Unité biologique des hyménoptères

Pour en venir maintenant à l’unité biologique de cet ordre, on remarque plusieurs caractéristiques communes :

Au niveau anatomique, on remarque le mécanisme ovipositionnel situé sur l’abdomen, qui sert à déposer les œufs (comme dans l’aubier d’un tronc), mais qui peut aussi servir de dard libérant du venin, chez les Aculeata. 

Au niveau comportemental, on note souvent l’approvisionnement parental de la larve soit en la plaçant dans une source de nourriture (parasitoïdes), soit en plaçant une source de nourriture à côté de la ponte, comme la boule de pollen déposé dans la galerie par les Xylocopinae, les abeilles charpentières.

Si l’on cherche maintenant les caractères qui, dans l’évolution, ont émergé avec l’ancêtre commun des hyménoptères, on peut en proposer cinq que nous illustrerons avec des planches dessinées par Henri Goulet.

1° Les deux paires d’ailes sont membraneuses, différentiées et couplées.
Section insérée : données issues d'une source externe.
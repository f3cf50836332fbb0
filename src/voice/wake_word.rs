//! Wake word detection
//!
//! Energy gating finds candidate speech segments locally; the monitor then
//! transcribes each segment and checks it for the wake phrase.

use super::capture::{SPEECH_ENERGY_THRESHOLD, calculate_energy};
use crate::session::normalize_wake_phrase;

/// Minimum duration of speech to consider (in samples at 16kHz)
const MIN_SPEECH_SAMPLES: usize = 4800; // 0.3 seconds

/// Silence duration to consider end of a segment (in samples)
const SILENCE_SAMPLES: usize = 8000; // 0.5 seconds

/// Longest segment kept before it is forced out (in samples)
const MAX_SEGMENT_SAMPLES: usize = 16000 * 4;

/// State of the wake word detector
#[derive(Debug, Clone, Copy, PartialEq, Eq)]
pub enum DetectorState {
    /// Waiting for speech
    Idle,
    /// Detected potential speech, accumulating
    Listening,
}

/// Segments speech and matches transcripts against the wake phrase
#[derive(Debug)]
pub struct WakeWordDetector {
    wake_phrase: String,
    state: DetectorState,
    speech_buffer: Vec<f32>,
    silence_counter: usize,
}

impl WakeWordDetector {
    /// Create a detector for `wake_phrase` (e.g. "hey dev")
    #[must_use]
    pub fn new(wake_phrase: &str) -> Self {
        let wake_phrase = normalize_wake_phrase(wake_phrase);
        tracing::debug!(wake_phrase, "wake word detector initialized");

        Self {
            wake_phrase,
            state: DetectorState::Idle,
            speech_buffer: Vec::new(),
            silence_counter: 0,
        }
    }

    /// Feed audio samples
    ///
    /// Returns a complete speech segment once enough speech has been
    /// followed by silence. The detector is back to idle afterwards.
    pub fn process(&mut self, samples: &[f32]) -> Option<Vec<f32>> {
        let energy = calculate_energy(samples);
        let is_speech = energy > SPEECH_ENERGY_THRESHOLD;

        match self.state {
            DetectorState::Idle => {
                if is_speech {
                    self.state = DetectorState::Listening;
                    self.speech_buffer.clear();
                    self.speech_buffer.extend_from_slice(samples);
                    self.silence_counter = 0;
                    tracing::trace!(energy, "speech detected, listening");
                }
                None
            }
            DetectorState::Listening => {
                self.speech_buffer.extend_from_slice(samples);

                if is_speech {
                    self.silence_counter = 0;
                } else {
                    self.silence_counter += samples.len();
                }

                let complete = self.silence_counter > SILENCE_SAMPLES
                    && self.speech_buffer.len() > MIN_SPEECH_SAMPLES;
                if complete || self.speech_buffer.len() >= MAX_SEGMENT_SAMPLES {
                    tracing::debug!(samples = self.speech_buffer.len(), "speech segment complete");
                    let segment = std::mem::take(&mut self.speech_buffer);
                    self.reset();
                    return Some(segment);
                }

                // Too much silence without enough speech
                if self.silence_counter > SILENCE_SAMPLES * 2 {
                    tracing::trace!("timeout - resetting");
                    self.reset();
                }
                None
            }
        }
    }

    /// Check whether a transcript contains the wake phrase
    #[must_use]
    pub fn matches(&self, transcript: &str) -> bool {
        if self.wake_phrase.is_empty() {
            return false;
        }
        let normalized = normalize_transcript(transcript);
        normalized.contains(&normalize_transcript(&self.wake_phrase))
    }

    /// Replace the wake phrase
    pub fn set_wake_phrase(&mut self, phrase: &str) {
        let phrase = normalize_wake_phrase(phrase);
        if phrase != self.wake_phrase {
            tracing::info!(wake_phrase = %phrase, "wake phrase updated");
            self.wake_phrase = phrase;
        }
    }

    /// Get the configured wake phrase
    #[must_use]
    pub fn wake_phrase(&self) -> &str {
        &self.wake_phrase
    }

    /// Get the accumulated speech buffer
    #[must_use]
    pub fn speech_buffer(&self) -> &[f32] {
        &self.speech_buffer
    }

    /// Reset detector to idle state
    pub fn reset(&mut self) {
        self.state = DetectorState::Idle;
        self.speech_buffer.clear();
        self.silence_counter = 0;
    }

    /// Get current state
    #[must_use]
    pub const fn state(&self) -> DetectorState {
        self.state
    }
}

/// Lowercase and strip punctuation so "Hey, Dev!" matches "hey dev"
fn normalize_transcript(text: &str) -> String {
    text.to_lowercase()
        .chars()
        .map(|c| if c.is_alphanumeric() { c } else { ' ' })
        .collect::<String>()
        .split_whitespace()
        .collect::<Vec<_>>()
        .join(" ")
}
Les ailes antérieures sont toujours nettement plus grandes et nervurées que les postérieures. Les ailes postérieures comportent une rangée de crochets appelés hamules sur leurs marges supérieures et les ailes antérieures une sorte de « gouttière » sur la marge inférieure. Ces structures permettent aux ailes postérieures d’accrocher aux antérieures, couplant ainsi les deux ailes lors du vol, et les décrochant, pour les replier l’une sur l’autre au repos chez de nombreuses espèces.

Le Mésothorax est très développé à l’inverse du métathorax.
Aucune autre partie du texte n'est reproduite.